La vicenda è quella di una società  che non avendo «barrato la casella contenuta nel rigo RF 55 del modello di dichiarazione che le avrebbe consentito di dichiararsi operativa e di sottrarsi, sotto sua responsabilità, alla presunzione di non operatività», e avendo «compilato la sezione di cui al quadro RF denominata «verifica dell'operatività e determinazione del reddito imponibile minimo dei soggetti non operativi», si era vista notificare una cartella di pagamento, ex art. 36-bis del D.P.R. n. 600/1973, «emessa ... a seguito di controllo automatizzato della dichiarazione» dei redditi.

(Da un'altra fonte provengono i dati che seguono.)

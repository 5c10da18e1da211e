// Copyright (c) 2019-present Dmitry Stepanov and Fyrox Engine contributors.
//
// Permission is hereby granted, free of charge, to any person obtaining a copy
// of this software and associated documentation files (the "Software"), to deal
// in the Software without restriction, including without limitation the rights
// to use, copy, modify, merge, publish, distribute, sublicense, and/or sell
// copies of the Software, and to permit persons to whom the Software is
// furnished to do so, subject to the following conditions:
//
// The above copyright notice and this permission notice shall be included in all
// copies or substantial portions of the Software.
//
// THE SOFTWARE IS PROVIDED "AS IS", WITHOUT WARRANTY OF ANY KIND, EXPRESS OR
// IMPLIED, INCLUDING BUT NOT LIMITED TO THE WARRANTIES OF MERCHANTABILITY,
// FITNESS FOR A PARTICULAR PURPOSE AND NONINFRINGEMENT. IN NO EVENT SHALL THE
// AUTHORS OR COPYRIGHT HOLDERS BE LIABLE FOR ANY CLAIM, DAMAGES OR OTHER
// LIABILITY, WHETHER IN AN ACTION OF CONTRACT, TORT OR OTHERWISE, ARISING FROM,
// OUT OF OR IN CONNECTION WITH THE SOFTWARE OR THE USE OR OTHER DEALINGS IN THE
// SOFTWARE.


//! Writes percentage-scaled baselines back to the selected entities.

use crate::{entity::KindFilter, host::SceneHost, log::Log, reference::ReferenceSnapshot};
use nalgebra::Vector3;
use std::cell::Cell;

const MISSING_BASELINE_LOG_ID: u64 = 0x5CA1E;

/// What an apply pass did.
#[derive(Copy, Clone, Debug, PartialEq, Eq)]
pub enum ApplyOutcome {
    Applied {
        /// Entities that received a new scale.
        scaled: usize,
        /// Scalable entities without a baseline, left untouched.
        skipped: usize,
    },
    /// Another apply pass was already running on this applier, nothing was done.
    Reentrant,
}

/// Releases the applier lock when dropped, so the flag is cleared on every exit path including
/// unwinding.
#[must_use = "the lock is released as soon as the guard is dropped"]
struct ApplyGuard<'a>(&'a Cell<bool>);

impl Drop for ApplyGuard<'_> {
    fn drop(&mut self) {
        self.0.set(false);
    }
}

/// Computes `baseline * (percentage / 100)` component-wise.
#[inline]
pub fn scale_from_baseline(baseline: &Vector3<f32>, percentage: f32) -> Vector3<f32> {
    baseline * (percentage / 100.0)
}

#[derive(Debug, Default)]
pub struct ScaleApplier {
    applying: Cell<bool>,
}

impl ScaleApplier {
    pub fn new() -> Self {
        Self::default()
    }

    /// `true` while an apply pass is in progress.
    pub fn is_applying(&self) -> bool {
        self.applying.get()
    }

    fn try_lock(&self) -> Option<ApplyGuard<'_>> {
        if self.applying.replace(true) {
            None
        } else {
            Some(ApplyGuard(&self.applying))
        }
    }

    /// Sets the scale of every selected entity that passes `filter` and has a baseline in
    /// `snapshot` to `baseline * percentage / 100`. Scales are always recomputed from the baseline,
    /// never from the current value. The host is asked for a single recompute after all writes.
    ///
    /// `percentage` is expected to be in the property range already. A nested call made while this
    /// one is running (for example from a host notification fired by `set_scale` or
    /// `request_update`) returns [`ApplyOutcome::Reentrant`] without touching anything.
    pub fn apply_percentage(
        &self,
        snapshot: &ReferenceSnapshot,
        host: &mut dyn SceneHost,
        filter: KindFilter,
        percentage: f32,
    ) -> ApplyOutcome {
        let Some(_guard) = self.try_lock() else {
            return ApplyOutcome::Reentrant;
        };

        let mut scaled = 0;
        let mut skipped = 0;
        host.for_each_selected_mut(&mut |entity| {
            if !filter.allows(entity.kind()) {
                return;
            }

            match snapshot.get(&entity.id()) {
                Some(baseline) => {
                    entity.set_scale(scale_from_baseline(baseline, percentage));
                    scaled += 1;
                }
                None => skipped += 1,
            }
        });

        host.request_update();

        if skipped > 0 {
            // Drags fire many passes in a row, report each distinct situation once.
            Log::warn_once(
                MISSING_BASELINE_LOG_ID,
                format!("{skipped} selected object(s) have no baseline scale, left untouched."),
            );
        }

        ApplyOutcome::Applied { scaled, skipped }
    }
}

#[cfg(test)]
mod test {
    use crate::{
        applier::{scale_from_baseline, ApplyOutcome, ScaleApplier},
        entity::{EntityId, EntityKind, KindFilter, ScalableEntity},
        host::SceneHost,
        reference::{ReferenceSnapshot, ReferenceStore},
        scene::{Scene, SceneObject},
    };
    use nalgebra::Vector3;
    use std::rc::Rc;

    fn selected_scene(objects: &[(&str, EntityKind, Vector3<f32>)]) -> Scene {
        let mut scene = Scene::new();
        let handles = objects
            .iter()
            .map(|&(name, kind, scale)| scene.add(SceneObject::new(name, kind).with_scale(scale)))
            .collect::<Vec<_>>();
        scene.select(&handles);
        scene
    }

    fn scale_of(scene: &Scene, name: &str) -> Vector3<f32> {
        scene[scene.find_by_name(name).unwrap()].scale()
    }

    #[test]
    fn test_scale_law_without_drift() {
        let mut scene = selected_scene(&[("A", EntityKind::Mesh, Vector3::repeat(2.0))]);
        let mut store = ReferenceStore::new();
        store.on_selection_changed(&scene, KindFilter::SCALABLE);

        let applier = ScaleApplier::new();

        applier.apply_percentage(store.snapshot(), &mut scene, KindFilter::SCALABLE, 50.0);
        assert_eq!(scale_of(&scene, "A"), Vector3::repeat(1.0));

        // Computed from the (2, 2, 2) baseline, not from (1, 1, 1).
        applier.apply_percentage(store.snapshot(), &mut scene, KindFilter::SCALABLE, 150.0);
        assert_eq!(scale_of(&scene, "A"), Vector3::repeat(3.0));

        let snapshot = store.snapshot();
        for percentage in [0.1, 33.3, 999.0, 1000.0, 12.5] {
            applier.apply_percentage(snapshot, &mut scene, KindFilter::SCALABLE, percentage);
        }
        applier.apply_percentage(store.snapshot(), &mut scene, KindFilter::SCALABLE, 75.0);
        assert_eq!(
            scale_of(&scene, "A"),
            scale_from_baseline(&Vector3::repeat(2.0), 75.0)
        );
    }

    #[test]
    fn test_non_uniform_baseline_and_bounds() {
        let baseline = Vector3::new(1.0, 2.0, 4.0);
        let mut scene = selected_scene(&[("A", EntityKind::Armature, baseline)]);
        let mut store = ReferenceStore::new();
        store.on_selection_changed(&scene, KindFilter::SCALABLE);
        let applier = ScaleApplier::new();

        applier.apply_percentage(store.snapshot(), &mut scene, KindFilter::SCALABLE, 0.1);
        let min = scale_of(&scene, "A");
        assert_eq!(min, baseline * (0.1 / 100.0));
        assert!(min.iter().all(|c| *c > 0.0 && c.is_finite()));

        applier.apply_percentage(store.snapshot(), &mut scene, KindFilter::SCALABLE, 1000.0);
        assert_eq!(scale_of(&scene, "A"), Vector3::new(10.0, 20.0, 40.0));
    }

    #[test]
    fn test_missing_baseline_is_skipped() {
        let mut scene = selected_scene(&[
            ("A", EntityKind::Mesh, Vector3::repeat(2.0)),
            ("B", EntityKind::Mesh, Vector3::repeat(5.0)),
            ("Cam", EntityKind::Camera, Vector3::repeat(1.0)),
        ]);

        // Baselines only for A, as if B appeared before the selection handler ran.
        let a = scene.find_by_name("A").unwrap();
        let b = scene.find_by_name("B").unwrap();
        let cam = scene.find_by_name("Cam").unwrap();
        scene.select(&[a]);
        let snapshot = ReferenceSnapshot::capture(&scene, KindFilter::SCALABLE);
        scene.select(&[a, b, cam]);

        let applier = ScaleApplier::new();
        let outcome = applier.apply_percentage(&snapshot, &mut scene, KindFilter::SCALABLE, 200.0);

        assert_eq!(
            outcome,
            ApplyOutcome::Applied {
                scaled: 1,
                skipped: 1
            }
        );
        assert_eq!(scale_of(&scene, "A"), Vector3::repeat(4.0));
        assert_eq!(scale_of(&scene, "B"), Vector3::repeat(5.0));
        assert_eq!(scale_of(&scene, "Cam"), Vector3::repeat(1.0));
    }

    #[test]
    fn test_recompute_is_requested_once_per_pass() {
        let mut scene = selected_scene(&[
            ("A", EntityKind::Mesh, Vector3::repeat(1.0)),
            ("B", EntityKind::Surface, Vector3::repeat(1.0)),
            ("C", EntityKind::Meta, Vector3::repeat(1.0)),
        ]);
        let snapshot = ReferenceSnapshot::capture(&scene, KindFilter::SCALABLE);
        let applier = ScaleApplier::new();

        applier.apply_percentage(&snapshot, &mut scene, KindFilter::SCALABLE, 120.0);
        assert_eq!(scene.update_requests(), 1);
        applier.apply_percentage(&snapshot, &mut scene, KindFilter::SCALABLE, 80.0);
        assert_eq!(scene.update_requests(), 2);
        assert!(!applier.is_applying());
    }

    /// Host that re-enters the applier from its recompute callback, like a scene-update
    /// notification firing a property-change handler.
    struct ReentrantHost {
        scene: Scene,
        applier: Rc<ScaleApplier>,
        snapshot: Rc<ReferenceSnapshot>,
        nested: Vec<ApplyOutcome>,
        saw_lock: bool,
    }

    impl SceneHost for ReentrantHost {
        fn for_each_selected(&self, func: &mut dyn FnMut(&dyn ScalableEntity)) {
            self.scene.for_each_selected(func)
        }

        fn for_each_selected_mut(&mut self, func: &mut dyn FnMut(&mut dyn ScalableEntity)) {
            self.scene.for_each_selected_mut(func)
        }

        fn request_update(&mut self) {
            self.scene.request_update();
            self.saw_lock = self.applier.is_applying();
            let applier = self.applier.clone();
            let snapshot = self.snapshot.clone();
            let outcome = applier.apply_percentage(&snapshot, self, KindFilter::SCALABLE, 900.0);
            self.nested.push(outcome);
        }
    }

    #[test]
    fn test_reentrant_call_has_no_effect() {
        let scene = selected_scene(&[("A", EntityKind::Mesh, Vector3::repeat(2.0))]);
        let snapshot = Rc::new(ReferenceSnapshot::capture(&scene, KindFilter::SCALABLE));
        let applier = Rc::new(ScaleApplier::new());
        let mut host = ReentrantHost {
            scene,
            applier: applier.clone(),
            snapshot: snapshot.clone(),
            nested: Vec::new(),
            saw_lock: false,
        };

        let outcome = applier.apply_percentage(&snapshot, &mut host, KindFilter::SCALABLE, 50.0);

        assert_eq!(
            outcome,
            ApplyOutcome::Applied {
                scaled: 1,
                skipped: 0
            }
        );
        assert_eq!(host.nested, vec![ApplyOutcome::Reentrant]);
        assert!(host.saw_lock);
        assert_eq!(scale_of(&host.scene, "A"), Vector3::repeat(1.0));
        assert_eq!(host.scene.update_requests(), 1);

        // The lock is released after the outer call.
        assert!(!applier.is_applying());
        assert_eq!(
            snapshot.get(&EntityId::from("A")),
            Some(&Vector3::repeat(2.0))
        );
    }

    struct PanickingHost(Scene);

    impl SceneHost for PanickingHost {
        fn for_each_selected(&self, func: &mut dyn FnMut(&dyn ScalableEntity)) {
            self.0.for_each_selected(func)
        }

        fn for_each_selected_mut(&mut self, func: &mut dyn FnMut(&mut dyn ScalableEntity)) {
            self.0.for_each_selected_mut(func)
        }

        fn request_update(&mut self) {
            panic!("recompute failed");
        }
    }

    #[test]
    fn test_lock_is_released_on_unwind() {
        let scene = selected_scene(&[("A", EntityKind::Mesh, Vector3::repeat(1.0))]);
        let snapshot = ReferenceSnapshot::capture(&scene, KindFilter::SCALABLE);
        let applier = ScaleApplier::new();
        let mut host = PanickingHost(scene);

        let result = std::panic::catch_unwind(std::panic::AssertUnwindSafe(|| {
            applier.apply_percentage(&snapshot, &mut host, KindFilter::SCALABLE, 10.0)
        }));

        assert!(result.is_err());
        assert!(!applier.is_applying());
    }
}
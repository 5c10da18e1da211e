// Copyright (c) 2019-present Dmitry Stepanov and Fyrox Engine contributors.
//
// Permission is hereby granted, free of charge, to any person obtaining a copy
// of this software and associated documentation files (the "Software"), to deal
// in the Software without restriction, including without limitation the rights
// to use, copy, modify, merge, publish, distribute, sublicense, and/or sell
// copies of the Software, and to permit persons to whom the Software is
// furnished to do so, subject to the following conditions:
//
// The above copyright notice and this permission notice shall be included in all
// copies or substantial portions of the Software.
//
// THE SOFTWARE IS PROVIDED "AS IS", WITHOUT WARRANTY OF ANY KIND, EXPRESS OR
// IMPLIED, INCLUDING BUT NOT LIMITED TO THE WARRANTIES OF MERCHANTABILITY,
// FITNESS FOR A PARTICULAR PURPOSE AND NONINFRINGEMENT. IN NO EVENT SHALL THE
// AUTHORS OR COPYRIGHT HOLDERS BE LIABLE FOR ANY CLAIM, DAMAGES OR OTHER
// LIABILITY, WHETHER IN AN ACTION OF CONTRACT, TORT OR OTHERWISE, ARISING FROM,
// OUT OF OR IN CONNECTION WITH THE SOFTWARE OR THE USE OR OTHER DEALINGS IN THE
// SOFTWARE.


//! The percentage control: a bounded numeric property that drives the applier.

use crate::settings::PercentageSettings;
use serde::{Deserialize, Serialize};
use std::fmt::{Display, Formatter};

/// Display hint of a numeric property.
#[derive(Copy, Clone, Debug, Default, PartialEq, Eq, Serialize, Deserialize)]
pub enum PropertySubtype {
    #[default]
    None,
    Percentage,
    Factor,
}

/// Static description of a numeric property, enough for a host to build a bindable control.
#[derive(Clone, Debug, PartialEq)]
pub struct PropertyDescriptor {
    pub name: &'static str,
    pub default: f32,
    /// Inclusive lower bound. Must be positive so the resulting scale factor is never zero.
    pub min: f32,
    /// Inclusive upper bound.
    pub max: f32,
    /// Digits after the decimal point shown by the control.
    pub precision: usize,
    pub subtype: PropertySubtype,
    /// Whether the host must invoke the change callback each time the value changes.
    pub fires_on_change: bool,
}

impl PropertyDescriptor {
    pub const PERCENTAGE: Self = Self {
        name: "Percentage",
        default: 100.0,
        min: 0.1,
        max: 1000.0,
        precision: 3,
        subtype: PropertySubtype::Percentage,
        fires_on_change: true,
    };

    #[inline]
    pub fn clamp(&self, value: f32) -> f32 {
        value.clamp(self.min, self.max)
    }

    #[inline]
    pub fn contains(&self, value: f32) -> bool {
        (self.min..=self.max).contains(&value)
    }
}

impl Default for PropertyDescriptor {
    fn default() -> Self {
        Self::PERCENTAGE
    }
}

impl From<&PercentageSettings> for PropertyDescriptor {
    fn from(settings: &PercentageSettings) -> Self {
        Self {
            default: settings.default,
            min: settings.min,
            max: settings.max,
            precision: settings.precision,
            ..Self::PERCENTAGE
        }
    }
}

/// Current percentage value together with its descriptor. The stored value is always inside the
/// descriptor range.
#[derive(Clone, Debug, PartialEq)]
pub struct PercentageProperty {
    descriptor: PropertyDescriptor,
    value: f32,
}

impl PercentageProperty {
    pub fn new(descriptor: PropertyDescriptor) -> Self {
        let value = descriptor.clamp(descriptor.default);
        Self { descriptor, value }
    }

    pub fn descriptor(&self) -> &PropertyDescriptor {
        &self.descriptor
    }

    #[inline]
    pub fn value(&self) -> f32 {
        self.value
    }

    /// Scale factor that corresponds to the current value.
    #[inline]
    pub fn factor(&self) -> f32 {
        self.value / 100.0
    }

    /// Stores `value` clamped into the property range. NaN is rejected. Returns `true` if the
    /// stored value changed.
    pub fn set(&mut self, value: f32) -> bool {
        if value.is_nan() {
            return false;
        }

        let value = self.descriptor.clamp(value);
        if value == self.value {
            false
        } else {
            self.value = value;
            true
        }
    }

    /// Restores the default value. Returns `true` if the stored value changed.
    pub fn reset(&mut self) -> bool {
        self.set(self.descriptor.default)
    }
}

impl Default for PercentageProperty {
    fn default() -> Self {
        Self::new(PropertyDescriptor::PERCENTAGE)
    }
}

impl Display for PercentageProperty {
    fn fmt(&self, f: &mut Formatter<'_>) -> std::fmt::Result {
        write!(f, "{:.*}", self.descriptor.precision, self.value)?;
        if self.descriptor.subtype == PropertySubtype::Percentage {
            f.write_str("%")?;
        }
        Ok(())
    }
}
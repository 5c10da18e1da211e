// Copyright (c) 2019-present Dmitry Stepanov and Fyrox Engine contributors.
//
// Permission is hereby granted, free of charge, to any person obtaining a copy
// of this software and associated documentation files (the "Software"), to deal
// in the Software without restriction, including without limitation the rights
// to use, copy, modify, merge, publish, distribute, sublicense, and/or sell
// copies of the Software, and to permit persons to whom the Software is
// furnished to do so, subject to the following conditions:
//
// The above copyright notice and this permission notice shall be included in all
// copies or substantial portions of the Software.
//
// THE SOFTWARE IS PROVIDED "AS IS", WITHOUT WARRANTY OF ANY KIND, EXPRESS OR
// IMPLIED, INCLUDING BUT NOT LIMITED TO THE WARRANTIES OF MERCHANTABILITY,
// FITNESS FOR A PARTICULAR PURPOSE AND NONINFRINGEMENT. IN NO EVENT SHALL THE
// AUTHORS OR COPYRIGHT HOLDERS BE LIABLE FOR ANY CLAIM, DAMAGES OR OTHER
// LIABILITY, WHETHER IN AN ACTION OF CONTRACT, TORT OR OTHERWISE, ARISING FROM,
// OUT OF OR IN CONNECTION WITH THE SOFTWARE OR THE USE OR OTHER DEALINGS IN THE
// SOFTWARE.


//! Homothetic (uniform, percentage based) scaling of selected scene objects.
//!
//! The tool remembers the scale every selected object had at the moment it was selected and
//! resizes the selection to a percentage of that baseline, so repeated edits never accumulate
//! error. Typical workflow:
//!
//! 1. Select one or more objects.
//! 2. Change the percentage value; objects are resized live, relative to their baseline.
//! 3. Deselect the objects to keep the new scale. Selecting a different set of objects captures
//!    fresh baselines and resets the percentage to 100%.
//!
//! Hosts implement [`host::SceneHost`] (and [`entity::ScalableEntity`] for their objects) and wire
//! their notifications to [`controller::HomotheticScale`]. [`scene::Scene`] is a ready-to-use
//! in-memory host.
//!
//! ```rust
//! use homothetic_scale::prelude::*;
//!
//! let mut scene = Scene::new();
//! let cube = scene.add(
//!     SceneObject::new("Cube", EntityKind::Mesh).with_scale(Vector3::repeat(2.0)),
//! );
//! scene.select(&[cube]);
//!
//! let mut tool = HomotheticScale::default();
//! tool.on_selection_changed(&scene);
//! tool.set_percentage(&mut scene, 50.0);
//!
//! assert_eq!(scene[cube].scale(), Vector3::repeat(1.0));
//! ```

pub mod applier;
pub mod controller;
pub mod entity;
pub mod host;
pub mod log;
pub mod percentage;
pub mod reference;
pub mod scene;
pub mod settings;

pub use nalgebra as algebra;

pub mod prelude {
    pub use crate::{
        applier::{ApplyOutcome, ScaleApplier},
        controller::HomotheticScale,
        entity::{EntityId, EntityKind, KindFilter, ScalableEntity},
        host::SceneHost,
        log::{Log, MessageKind},
        percentage::{PercentageProperty, PropertyDescriptor, PropertySubtype},
        reference::{ReferenceSnapshot, ReferenceStore, SelectionChange},
        scene::{ObjectHandle, Scene, SceneObject},
        settings::{PercentageSettings, ScaleSettings, SettingsError},
    };
    pub use nalgebra::Vector3;
}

La Commissione Tributaria provinciale  di Napoli accoglieva le doglianze della ricorrente e per l’effetto decretava la nullità della cartella impugnata; analogo verdetto in appello. A giudizio della Regionale, infatti, la circostanza, affermata nell'atto d'appello, che il contribuente sarebbe stato "informato con largo anticipo della pretesa tributaria vantata nei suoi confronti" e soprattutto sarebbe stato "messo in condizione di poter esercitare il suo diritto di difesa" non basta ad integrare “il diverso adempimento richiesto dalla L. 23 dicembre 1996, n. 662, art. 3, comma 37, punto 4, a mente del quale l'accertamento "è effettuato, a pena di nullità, previa richiesta al contribuente, anche per lettera raccomandata, di chiarimenti da inviare per iscritto entro sessanta giorni dalla data di ricezione della richiesta";

La stessa norma prevede che "se il reddito dichiarato dalle società o dagli enti che si presumono non operativi risulta inferiore a quello minimo di cui al comma 3, il reddito può essere determinato induttivamente in misura pari a quella presunta, anche mediante l'applicazione delle disposizioni di cui al D.P.R. 29 settembre 1973, n. 600, art. 41 bis", pertanto, concludono i giudici di merito,  non ci sono le condizioni  per il ricorso all'art. 36-bis cit. Da qui la prosecuzione del giudizio dinanzi alla Suprema Corte su ricorso dell’Agenzia .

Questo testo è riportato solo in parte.